BEGIN RECORDS SUPPLIED

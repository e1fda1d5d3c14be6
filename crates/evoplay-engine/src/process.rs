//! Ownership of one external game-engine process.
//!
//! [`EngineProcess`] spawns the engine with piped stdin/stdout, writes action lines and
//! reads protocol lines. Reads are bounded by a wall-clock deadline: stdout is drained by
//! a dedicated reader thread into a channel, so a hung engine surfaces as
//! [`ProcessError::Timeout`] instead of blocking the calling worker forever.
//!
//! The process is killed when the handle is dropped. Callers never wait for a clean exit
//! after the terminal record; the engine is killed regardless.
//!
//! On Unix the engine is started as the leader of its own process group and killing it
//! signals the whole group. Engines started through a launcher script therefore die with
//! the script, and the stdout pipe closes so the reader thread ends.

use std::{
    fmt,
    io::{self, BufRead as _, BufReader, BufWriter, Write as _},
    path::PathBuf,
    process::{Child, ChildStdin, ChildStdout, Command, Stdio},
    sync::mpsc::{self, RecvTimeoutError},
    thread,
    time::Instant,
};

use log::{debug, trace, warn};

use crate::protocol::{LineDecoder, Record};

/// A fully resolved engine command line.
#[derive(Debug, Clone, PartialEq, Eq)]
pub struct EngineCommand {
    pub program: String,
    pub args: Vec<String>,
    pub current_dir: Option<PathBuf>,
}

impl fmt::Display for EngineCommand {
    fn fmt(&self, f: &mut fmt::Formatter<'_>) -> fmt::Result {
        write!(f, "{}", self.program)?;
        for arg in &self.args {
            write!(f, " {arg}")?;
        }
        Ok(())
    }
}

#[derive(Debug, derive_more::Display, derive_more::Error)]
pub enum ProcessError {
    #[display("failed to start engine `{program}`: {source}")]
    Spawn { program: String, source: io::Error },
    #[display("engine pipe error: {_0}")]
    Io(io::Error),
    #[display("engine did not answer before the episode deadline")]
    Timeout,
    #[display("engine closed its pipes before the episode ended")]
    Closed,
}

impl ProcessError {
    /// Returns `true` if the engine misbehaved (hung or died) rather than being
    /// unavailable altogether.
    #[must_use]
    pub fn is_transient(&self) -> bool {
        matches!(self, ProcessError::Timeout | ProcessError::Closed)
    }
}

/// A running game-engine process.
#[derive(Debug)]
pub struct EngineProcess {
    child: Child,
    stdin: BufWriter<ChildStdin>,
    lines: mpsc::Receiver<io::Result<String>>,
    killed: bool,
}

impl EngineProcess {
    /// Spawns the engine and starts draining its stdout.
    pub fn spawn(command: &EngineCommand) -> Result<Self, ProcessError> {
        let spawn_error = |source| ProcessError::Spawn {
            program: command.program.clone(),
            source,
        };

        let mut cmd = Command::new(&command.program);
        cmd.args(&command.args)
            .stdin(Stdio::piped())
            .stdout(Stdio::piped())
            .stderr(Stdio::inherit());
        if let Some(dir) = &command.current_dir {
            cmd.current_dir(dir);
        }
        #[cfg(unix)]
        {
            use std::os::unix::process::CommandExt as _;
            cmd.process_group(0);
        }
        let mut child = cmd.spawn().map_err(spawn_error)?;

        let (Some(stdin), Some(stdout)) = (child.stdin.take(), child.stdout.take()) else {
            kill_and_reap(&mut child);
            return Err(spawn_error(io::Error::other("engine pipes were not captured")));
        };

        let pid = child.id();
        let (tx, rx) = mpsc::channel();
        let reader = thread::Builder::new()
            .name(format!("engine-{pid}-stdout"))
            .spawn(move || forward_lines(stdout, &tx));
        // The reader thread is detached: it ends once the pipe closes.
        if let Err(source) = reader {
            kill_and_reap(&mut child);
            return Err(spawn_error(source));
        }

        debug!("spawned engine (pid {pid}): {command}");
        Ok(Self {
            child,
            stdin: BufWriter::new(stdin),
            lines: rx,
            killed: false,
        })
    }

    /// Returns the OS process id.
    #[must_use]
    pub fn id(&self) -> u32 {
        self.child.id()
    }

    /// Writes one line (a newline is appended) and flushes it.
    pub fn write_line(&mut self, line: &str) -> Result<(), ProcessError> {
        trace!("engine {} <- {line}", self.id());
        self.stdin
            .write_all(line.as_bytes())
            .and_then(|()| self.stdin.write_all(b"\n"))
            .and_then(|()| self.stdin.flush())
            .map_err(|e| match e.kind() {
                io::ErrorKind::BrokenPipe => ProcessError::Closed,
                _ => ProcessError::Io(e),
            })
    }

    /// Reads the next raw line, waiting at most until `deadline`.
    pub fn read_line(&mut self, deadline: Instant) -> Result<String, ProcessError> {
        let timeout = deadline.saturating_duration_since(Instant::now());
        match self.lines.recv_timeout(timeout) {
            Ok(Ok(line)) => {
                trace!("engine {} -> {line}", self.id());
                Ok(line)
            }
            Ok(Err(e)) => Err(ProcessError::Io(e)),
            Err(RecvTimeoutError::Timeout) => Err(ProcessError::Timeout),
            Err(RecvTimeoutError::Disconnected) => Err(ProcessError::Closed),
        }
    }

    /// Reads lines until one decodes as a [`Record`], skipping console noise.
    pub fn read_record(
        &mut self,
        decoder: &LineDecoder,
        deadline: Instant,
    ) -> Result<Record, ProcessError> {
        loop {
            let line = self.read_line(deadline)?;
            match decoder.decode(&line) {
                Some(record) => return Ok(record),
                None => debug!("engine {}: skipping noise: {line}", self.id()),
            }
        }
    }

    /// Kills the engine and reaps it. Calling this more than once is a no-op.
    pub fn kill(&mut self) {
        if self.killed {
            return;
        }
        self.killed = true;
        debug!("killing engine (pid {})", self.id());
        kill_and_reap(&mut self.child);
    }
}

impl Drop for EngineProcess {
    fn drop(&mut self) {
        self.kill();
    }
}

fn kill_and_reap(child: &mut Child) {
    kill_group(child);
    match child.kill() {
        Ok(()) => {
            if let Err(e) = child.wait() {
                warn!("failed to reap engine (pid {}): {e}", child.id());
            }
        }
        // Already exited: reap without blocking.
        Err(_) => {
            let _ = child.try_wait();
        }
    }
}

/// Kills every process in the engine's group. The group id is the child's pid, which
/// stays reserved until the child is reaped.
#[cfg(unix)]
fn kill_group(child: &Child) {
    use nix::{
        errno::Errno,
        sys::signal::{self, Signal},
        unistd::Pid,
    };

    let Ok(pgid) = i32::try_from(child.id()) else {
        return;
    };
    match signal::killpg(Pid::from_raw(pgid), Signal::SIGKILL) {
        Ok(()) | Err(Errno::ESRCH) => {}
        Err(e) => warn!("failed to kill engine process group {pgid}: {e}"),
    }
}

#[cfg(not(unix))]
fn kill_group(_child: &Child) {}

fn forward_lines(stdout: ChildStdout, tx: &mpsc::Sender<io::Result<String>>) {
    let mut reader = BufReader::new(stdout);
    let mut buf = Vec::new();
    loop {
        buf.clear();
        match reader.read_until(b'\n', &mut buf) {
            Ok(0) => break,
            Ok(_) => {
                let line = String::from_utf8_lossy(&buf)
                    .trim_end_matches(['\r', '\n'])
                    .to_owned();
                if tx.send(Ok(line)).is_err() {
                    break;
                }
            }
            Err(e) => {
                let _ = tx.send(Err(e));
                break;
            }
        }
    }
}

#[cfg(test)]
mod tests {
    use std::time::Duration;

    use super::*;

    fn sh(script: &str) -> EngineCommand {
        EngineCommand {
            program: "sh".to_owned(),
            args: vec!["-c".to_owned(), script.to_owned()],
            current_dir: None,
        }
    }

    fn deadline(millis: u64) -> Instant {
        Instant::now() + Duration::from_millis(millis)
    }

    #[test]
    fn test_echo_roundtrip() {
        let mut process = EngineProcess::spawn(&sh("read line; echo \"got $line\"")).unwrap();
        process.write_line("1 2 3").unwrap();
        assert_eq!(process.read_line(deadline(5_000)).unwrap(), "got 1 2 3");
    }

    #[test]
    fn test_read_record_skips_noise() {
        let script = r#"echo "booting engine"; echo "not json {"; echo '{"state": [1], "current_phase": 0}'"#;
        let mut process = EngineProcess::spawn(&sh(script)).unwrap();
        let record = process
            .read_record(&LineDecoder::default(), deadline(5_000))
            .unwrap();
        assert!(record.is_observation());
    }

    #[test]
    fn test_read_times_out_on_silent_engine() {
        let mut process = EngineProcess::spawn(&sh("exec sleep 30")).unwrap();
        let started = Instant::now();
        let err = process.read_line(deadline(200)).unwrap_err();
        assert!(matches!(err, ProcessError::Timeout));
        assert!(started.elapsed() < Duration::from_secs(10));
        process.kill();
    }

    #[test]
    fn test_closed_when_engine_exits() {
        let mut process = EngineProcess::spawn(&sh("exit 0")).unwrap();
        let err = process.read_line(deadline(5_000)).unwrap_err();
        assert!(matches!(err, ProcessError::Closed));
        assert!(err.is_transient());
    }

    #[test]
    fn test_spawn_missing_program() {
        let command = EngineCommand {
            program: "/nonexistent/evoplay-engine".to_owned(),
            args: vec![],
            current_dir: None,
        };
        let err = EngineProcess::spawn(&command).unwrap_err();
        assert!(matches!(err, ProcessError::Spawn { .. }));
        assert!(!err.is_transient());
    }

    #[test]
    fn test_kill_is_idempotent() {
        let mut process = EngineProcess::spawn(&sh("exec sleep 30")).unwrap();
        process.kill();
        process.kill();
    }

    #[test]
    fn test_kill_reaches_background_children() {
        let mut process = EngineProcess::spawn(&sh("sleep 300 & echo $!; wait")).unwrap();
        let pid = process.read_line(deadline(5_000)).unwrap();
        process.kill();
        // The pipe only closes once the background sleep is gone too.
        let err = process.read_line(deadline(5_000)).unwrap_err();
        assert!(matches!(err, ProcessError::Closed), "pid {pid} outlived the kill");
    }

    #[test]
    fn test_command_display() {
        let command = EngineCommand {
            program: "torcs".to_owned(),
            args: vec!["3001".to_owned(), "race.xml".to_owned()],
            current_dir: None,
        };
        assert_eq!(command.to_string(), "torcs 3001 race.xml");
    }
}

END RECORDS SUPPLIED
BEGIN RECORDS SUPPLIED

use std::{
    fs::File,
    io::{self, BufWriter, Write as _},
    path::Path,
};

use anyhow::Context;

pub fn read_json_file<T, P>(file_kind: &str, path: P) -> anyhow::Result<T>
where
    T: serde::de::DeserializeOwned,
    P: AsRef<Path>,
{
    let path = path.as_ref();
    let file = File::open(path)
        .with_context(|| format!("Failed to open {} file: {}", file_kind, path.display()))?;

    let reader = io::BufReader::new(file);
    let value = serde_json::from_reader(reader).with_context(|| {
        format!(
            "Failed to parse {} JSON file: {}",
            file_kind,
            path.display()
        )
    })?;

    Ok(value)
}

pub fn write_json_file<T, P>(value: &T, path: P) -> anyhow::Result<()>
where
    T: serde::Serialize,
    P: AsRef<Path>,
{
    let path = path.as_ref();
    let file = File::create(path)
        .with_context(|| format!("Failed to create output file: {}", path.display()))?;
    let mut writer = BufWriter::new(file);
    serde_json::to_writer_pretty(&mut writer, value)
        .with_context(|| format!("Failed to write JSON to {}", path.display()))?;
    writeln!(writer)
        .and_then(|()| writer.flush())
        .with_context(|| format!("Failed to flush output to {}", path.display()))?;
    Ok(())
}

END RECORDS SUPPLIED
BEGIN RECORDS SUPPLIED

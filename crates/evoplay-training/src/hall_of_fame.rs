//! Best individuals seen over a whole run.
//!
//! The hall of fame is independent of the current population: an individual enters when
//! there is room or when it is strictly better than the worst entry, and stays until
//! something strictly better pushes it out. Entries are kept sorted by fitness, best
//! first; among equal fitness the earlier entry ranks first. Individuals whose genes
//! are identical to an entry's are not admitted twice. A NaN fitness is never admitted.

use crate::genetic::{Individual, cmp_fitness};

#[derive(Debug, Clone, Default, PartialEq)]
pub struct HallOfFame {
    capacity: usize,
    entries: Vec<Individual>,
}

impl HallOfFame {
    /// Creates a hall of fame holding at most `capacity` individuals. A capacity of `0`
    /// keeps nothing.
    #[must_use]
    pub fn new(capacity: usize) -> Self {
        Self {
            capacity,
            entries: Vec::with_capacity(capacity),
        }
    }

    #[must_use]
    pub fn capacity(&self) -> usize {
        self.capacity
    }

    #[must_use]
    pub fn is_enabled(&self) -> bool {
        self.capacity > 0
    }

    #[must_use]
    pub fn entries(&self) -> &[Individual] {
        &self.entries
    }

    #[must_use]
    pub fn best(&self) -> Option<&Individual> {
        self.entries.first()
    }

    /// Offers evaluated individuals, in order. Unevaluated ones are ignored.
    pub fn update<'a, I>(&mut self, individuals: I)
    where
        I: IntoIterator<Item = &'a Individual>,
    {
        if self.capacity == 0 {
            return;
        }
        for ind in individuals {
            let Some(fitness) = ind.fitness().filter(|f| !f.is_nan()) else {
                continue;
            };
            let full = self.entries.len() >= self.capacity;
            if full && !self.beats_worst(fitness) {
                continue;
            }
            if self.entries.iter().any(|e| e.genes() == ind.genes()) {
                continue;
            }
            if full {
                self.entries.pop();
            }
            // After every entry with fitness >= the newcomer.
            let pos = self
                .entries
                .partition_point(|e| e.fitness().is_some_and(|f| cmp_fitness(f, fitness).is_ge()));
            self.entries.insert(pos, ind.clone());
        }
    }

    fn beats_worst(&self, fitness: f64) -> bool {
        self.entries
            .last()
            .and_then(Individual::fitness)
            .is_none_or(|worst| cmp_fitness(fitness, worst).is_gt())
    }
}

END RECORDS SUPPLIED

* _WHAT IS REQUIRED_: Where does "pipes" occur in the data? Copy each line that has it.

* _SOLUTION TO THE EXERCISE_:
    #[display("engine closed its pipes before the episode ended")]
            return Err(spawn_error(io::Error::other("engine pipes were not captured")));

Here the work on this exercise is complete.